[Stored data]
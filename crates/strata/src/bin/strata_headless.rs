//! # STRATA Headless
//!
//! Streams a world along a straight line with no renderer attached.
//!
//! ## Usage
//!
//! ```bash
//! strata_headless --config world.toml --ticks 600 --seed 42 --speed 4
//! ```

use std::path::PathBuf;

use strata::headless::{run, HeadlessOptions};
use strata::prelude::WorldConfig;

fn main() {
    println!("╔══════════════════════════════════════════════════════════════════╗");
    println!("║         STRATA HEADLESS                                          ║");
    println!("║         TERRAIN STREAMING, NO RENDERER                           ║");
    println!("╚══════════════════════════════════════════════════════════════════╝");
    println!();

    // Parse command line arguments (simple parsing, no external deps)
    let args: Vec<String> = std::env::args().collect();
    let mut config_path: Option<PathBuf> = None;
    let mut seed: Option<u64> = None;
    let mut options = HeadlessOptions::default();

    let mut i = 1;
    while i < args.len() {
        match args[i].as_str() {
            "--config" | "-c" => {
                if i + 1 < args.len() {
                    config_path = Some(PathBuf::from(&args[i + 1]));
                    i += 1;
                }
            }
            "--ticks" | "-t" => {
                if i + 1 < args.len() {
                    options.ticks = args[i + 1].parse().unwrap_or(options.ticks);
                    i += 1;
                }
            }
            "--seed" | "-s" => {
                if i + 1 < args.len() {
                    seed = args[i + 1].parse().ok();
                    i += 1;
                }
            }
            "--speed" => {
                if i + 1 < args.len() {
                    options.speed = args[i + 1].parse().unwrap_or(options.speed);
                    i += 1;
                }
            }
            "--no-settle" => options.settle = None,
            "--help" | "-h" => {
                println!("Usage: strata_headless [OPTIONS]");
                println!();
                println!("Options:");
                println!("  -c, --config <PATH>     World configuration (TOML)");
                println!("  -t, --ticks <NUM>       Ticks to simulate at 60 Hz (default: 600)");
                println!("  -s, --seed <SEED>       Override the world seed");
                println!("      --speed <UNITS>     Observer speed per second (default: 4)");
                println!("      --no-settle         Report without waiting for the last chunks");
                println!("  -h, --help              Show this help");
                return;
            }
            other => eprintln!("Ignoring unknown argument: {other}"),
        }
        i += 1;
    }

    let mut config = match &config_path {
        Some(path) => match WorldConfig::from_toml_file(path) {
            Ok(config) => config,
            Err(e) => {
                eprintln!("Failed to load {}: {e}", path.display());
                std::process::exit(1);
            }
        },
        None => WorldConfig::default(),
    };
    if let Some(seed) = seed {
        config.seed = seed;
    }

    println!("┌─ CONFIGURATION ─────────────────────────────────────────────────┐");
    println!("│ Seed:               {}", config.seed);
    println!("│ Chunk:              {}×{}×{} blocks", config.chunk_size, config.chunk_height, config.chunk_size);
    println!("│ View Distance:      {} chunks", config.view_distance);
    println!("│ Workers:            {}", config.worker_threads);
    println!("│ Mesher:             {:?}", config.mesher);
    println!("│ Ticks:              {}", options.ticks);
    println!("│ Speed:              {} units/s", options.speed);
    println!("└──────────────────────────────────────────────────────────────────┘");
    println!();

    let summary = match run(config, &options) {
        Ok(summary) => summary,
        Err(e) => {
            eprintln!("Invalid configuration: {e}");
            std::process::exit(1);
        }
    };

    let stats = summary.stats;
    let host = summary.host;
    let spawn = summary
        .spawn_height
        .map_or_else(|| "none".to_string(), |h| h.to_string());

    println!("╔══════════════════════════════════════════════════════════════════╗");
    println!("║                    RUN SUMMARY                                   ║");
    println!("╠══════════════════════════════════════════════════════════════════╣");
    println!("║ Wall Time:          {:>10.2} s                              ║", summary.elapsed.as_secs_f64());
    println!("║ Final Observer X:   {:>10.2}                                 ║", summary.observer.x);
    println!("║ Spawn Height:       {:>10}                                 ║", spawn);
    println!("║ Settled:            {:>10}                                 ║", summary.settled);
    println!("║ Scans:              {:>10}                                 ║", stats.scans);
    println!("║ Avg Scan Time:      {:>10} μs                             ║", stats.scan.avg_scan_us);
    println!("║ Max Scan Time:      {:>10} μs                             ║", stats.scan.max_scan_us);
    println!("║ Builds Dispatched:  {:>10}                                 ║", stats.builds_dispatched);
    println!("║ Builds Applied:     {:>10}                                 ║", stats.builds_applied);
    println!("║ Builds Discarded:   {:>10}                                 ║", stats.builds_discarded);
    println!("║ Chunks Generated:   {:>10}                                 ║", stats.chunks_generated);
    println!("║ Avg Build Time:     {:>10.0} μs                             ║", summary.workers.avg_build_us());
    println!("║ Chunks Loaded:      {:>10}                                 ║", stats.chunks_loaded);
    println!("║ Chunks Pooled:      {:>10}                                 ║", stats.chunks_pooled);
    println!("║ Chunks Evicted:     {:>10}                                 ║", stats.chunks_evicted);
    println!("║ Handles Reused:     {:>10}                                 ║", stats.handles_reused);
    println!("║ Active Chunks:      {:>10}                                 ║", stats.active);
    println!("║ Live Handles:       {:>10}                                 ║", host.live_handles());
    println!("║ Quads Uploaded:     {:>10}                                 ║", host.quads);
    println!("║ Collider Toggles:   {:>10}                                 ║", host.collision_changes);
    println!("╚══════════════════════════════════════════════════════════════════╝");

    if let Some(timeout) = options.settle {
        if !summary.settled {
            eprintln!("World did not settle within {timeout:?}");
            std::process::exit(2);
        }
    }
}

= Exercise requirements =
With the first line of the records as the start and the line holding "TERRAIN STREAMING, NO" as the end, please copy exactly those lines and no others.

= Response =
filename crates/strata/src/bin/strata_headless.rs
//! # STRATA Headless
//!
//! Streams a world along a straight line with no renderer attached.
//!
//! ## Usage
//!
//! ```bash
//! strata_headless --config world.toml --ticks 600 --seed 42 --speed 4
//! ```

use std::path::PathBuf;

use strata::headless::{run, HeadlessOptions};
use strata::prelude::WorldConfig;

fn main() {
    println!("╔══════════════════════════════════════════════════════════════════╗");
    println!("║         STRATA HEADLESS                                          ║");
    println!("║         TERRAIN STREAMING, NO RENDERER                           ║");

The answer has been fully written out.